Hijras sind eine Minderheit, die vorwiegend in Großstädten Indiens und Pakistans gemeinschaftlich zusammenleben. Im Rahmen einer Entscheidung zu Rechten von Transgender-Personen wurde ihnen 2014 in Indien der Status eines „dritten Geschlechts“ zuerkannt. Sich selbst bezeichnen Hijras häufig als „weder Mann noch Frau“. In den meisten Fällen wird ihnen bei Geburt ein männliches Geschlecht zugewiesen, das sie mit dem Eintritt in eine Hijra-Gemeinschaft, dem Eingriff einer Penektomi, sowie ihrem weiblich gelesenen Erscheinungsbild zurückweisen. Ihr Ansehen in der indischen Gesellschaft ist widersprüchlich. Aufgrund ihres nicht-binären Seins wird Hijras eine besondere Beziehung zu Gottheiten zugesprochen. Aus diesem Grund werden sie als rituelle Performerinnen für Feste wie dem Ghanta Parab Festival engagiert. Andererseits sind Hijras im Hinblick auf medizinische Versorgung, Bildung und Beruf struktureller Diskriminierung ausgesetzt. Während im präkolonialen Indien diverse Geschlechtsentwürfe wie die der Hijras in Religion und Kultur Anerkennung erfuhren, werden die prekären Lebensverhältnisse, in denen sie gegenwärtig leben, auf die Kolonialzeit und die Etablierung eines normativen Zweigeschlechtermodells zurückgeführt.

In der kritischen Auseinandersetzung mit der Kolonialgeschichte Indiens und der Diskussion um den Status von Hijras als Transgender-Personen gewinnen die Filmaufnahmen Hermann Schlenkers an Aktualität. Seine Filme zu erforschen bietet die Möglichkeit sich vielstimmig mit Themen wie Genderdiversität, (Post-)Kolonialismus und Diskriminierung auseinanderzusetzen.

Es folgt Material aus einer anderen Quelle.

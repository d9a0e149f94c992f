mod api;
mod config;
mod constants;
mod import;
mod nation;
mod snapshot;
mod stagger;

use crate::config::{AppConfig, SourceConfig, DEFAULT_DOWNLOAD_ATTEMPTS};
use crate::stagger::StaggerOptions;

#[tokio::main]
async fn main() {
    env_logger::Builder::from_env(env_logger::Env::default().default_filter_or("info")).init();
    constants::print_banner();

    let args: Vec<String> = std::env::args().collect();
    let cmd = args.get(1).map(|s| s.as_str()).unwrap_or("help");

    let outcome = match cmd {
        "serve"   => run_server().await,
        "import"  => run_import(&args[2..]).await,
        "stagger" => run_stagger(&args[2..]).await,
        _         => {
            print_usage();
            Ok(())
        }
    };

    if let Err(e) = outcome {
        log::error!("❌ {}", e);
        std::process::exit(1);
    }
}

fn print_usage() {
    println!("CN Dashboard — available commands:");
    println!("  serve                                   — run the REST API (CN_* env vars)");
    println!("  import  <nations> <wars>                — load statistics and print counts");
    println!("  stagger <nations> <wars> <att> <def>    — offline stagger targeting report");
    println!("          [--hide-anarchy] [--hide-peace] [--priority-only]");
    println!("          [--include-full] [--sell-down=<militaryNS>]");
    println!();
    println!("  <nations>/<wars> accept a local .zip/.txt path or an http(s) URL");
}

// =============================================================================
// serve
// =============================================================================

async fn run_server() -> Result<(), String> {
    let config = AppConfig::from_env().map_err(|e| e.to_string())?;
    let state = api::AppState::new(config.clone());

    match import::load_snapshot(&config.sources).await {
        Ok(snapshot) => {
            log::info!(
                "✅ Initial snapshot: {} nations, {} wars",
                snapshot.nations.len(),
                snapshot.wars.len()
            );
            state.store.replace(snapshot).await;
        }
        Err(e) => log::warn!("⚠️ Starting without a snapshot: {}", e),
    }

    let listener = tokio::net::TcpListener::bind(config.bind_addr)
        .await
        .map_err(|e| format!("failed to bind {}: {}", config.bind_addr, e))?;
    log::info!("📡 API listening on {}", config.bind_addr);

    axum::serve(listener, api::router(state))
        .await
        .map_err(|e| format!("server error: {}", e))
}

// =============================================================================
// import
// =============================================================================

fn sources_from_args(args: &[String]) -> Result<SourceConfig, String> {
    match args {
        [nations, wars, ..] => Ok(SourceConfig {
            nations: Some(nations.clone()),
            wars: Some(wars.clone()),
            download_attempts: DEFAULT_DOWNLOAD_ATTEMPTS,
        }),
        _ => Err("expected <nations> <wars> sources".to_string()),
    }
}

async fn run_import(args: &[String]) -> Result<(), String> {
    let sources = sources_from_args(args)?;
    let snapshot = import::load_snapshot(&sources).await.map_err(|e| e.to_string())?;

    let alliances: std::collections::HashSet<u64> = snapshot
        .nations
        .iter()
        .filter(|n| !n.is_unaligned())
        .map(|n| n.alliance_id)
        .collect();
    println!("Nations:     {:>8}", snapshot.nations.len());
    println!("Alliances:   {:>8}", alliances.len());
    println!("Wars:        {:>8}", snapshot.wars.len());
    println!("Active wars: {:>8}", snapshot.active_war_count());
    Ok(())
}

// =============================================================================
// stagger
// =============================================================================

fn parse_stagger_flags(flags: &[String]) -> Result<StaggerOptions, String> {
    let mut options = StaggerOptions::default();
    for flag in flags {
        match flag.as_str() {
            "--hide-anarchy"  => options.hide_anarchy = true,
            "--hide-peace"    => options.hide_peace_mode = true,
            "--priority-only" => options.hide_non_priority = true,
            "--include-full"  => options.include_full_targets = true,
            other => match other.strip_prefix("--sell-down=") {
                Some(raw) => {
                    let military_ns: f64 = raw
                        .parse()
                        .map_err(|_| format!("invalid military NS: {}", raw))?;
                    options.sell_down_enabled = true;
                    options.military_ns = military_ns;
                }
                None => return Err(format!("unknown flag: {}", other)),
            },
        }
    }
    Ok(options)
}

async fn run_stagger(args: &[String]) -> Result<(), String> {
    if args.len() < 4 {
        return Err("expected <nations> <wars> <attacking> <defending>".to_string());
    }
    let sources = sources_from_args(args)?;
    let attacking: u64 = args[2].parse().map_err(|_| format!("invalid alliance id: {}", args[2]))?;
    let defending: u64 = args[3].parse().map_err(|_| format!("invalid alliance id: {}", args[3]))?;
    if attacking == defending {
        return Err("attacking and defending alliance must differ".to_string());
    }
    let options = parse_stagger_flags(&args[4..])?;

    let snapshot = import::load_snapshot(&sources).await.map_err(|e| e.to_string())?;
    let report = stagger::compute_eligibility(
        attacking,
        defending,
        &snapshot.nations,
        &snapshot.wars,
        &options,
    )
    .map_err(|e| e.to_string())?;

    println!("\n=== Stagger targets: {} → {} ===\n", attacking, defending);
    println!("   {:<30} {:>12} {:>5} {:>5}", "Defender", "NS", "Wars", "Open");
    println!("   {}", "─".repeat(56));
    for entry in &report {
        let d = &entry.defending_nation;
        println!("   {:<30} {:>12.2} {:>5} {:>5}", d.name, d.strength, d.current_wars, d.open_war_slots);
        for a in &entry.eligible_attackers {
            println!("      ↳ {:<26} {:>12.2}  ratio {:.3}", a.name, a.strength, a.strength_ratio);
        }
    }
    println!("\n   {} targets", report.len());
    Ok(())
}

#[cfg(test)]
mod tests {
    use super::*;

    fn args(list: &[&str]) -> Vec<String> {
        list.iter().map(|s| s.to_string()).collect()
    }

    #[test]
    fn test_stagger_flags() {
        let options = parse_stagger_flags(&args(&[
            "--hide-anarchy",
            "--priority-only",
            "--sell-down=2500",
        ]))
        .unwrap();
        assert!(options.hide_anarchy);
        assert!(options.hide_non_priority);
        assert!(!options.hide_peace_mode);
        assert!(options.sell_down_enabled);
        assert_eq!(options.military_ns, 2500.0);
    }

    #[test]
    fn test_stagger_flags_reject_unknown() {
        assert!(parse_stagger_flags(&args(&["--everything"])).is_err());
        assert!(parse_stagger_flags(&args(&["--sell-down=lots"])).is_err());
    }

    #[test]
    fn test_sources_from_args() {
        let sources = sources_from_args(&args(&["n.zip", "w.zip"])).unwrap();
        assert_eq!(sources.nations.as_deref(), Some("n.zip"));
        assert_eq!(sources.wars.as_deref(), Some("w.zip"));
        assert!(sources_from_args(&args(&["n.zip"])).is_err());
    }
}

Der inzwischen 89 Jahre alte Fotograf und Filmemacher übergab im Jahr 2020 neben diesem Film mehr als 100 weitere an das Weltkulturen Museum. Er ließ die Filme neu schneiden, bearbeiten und digitalisieren. Mit dieser Spende wird nicht nur die Sammlung Schlenker ergänzt und vervollständigt, sondern auch die wissenschaftliche Forschung und Lehre der Visuellen Anthropologie am Weltkulturen Museum bereichert.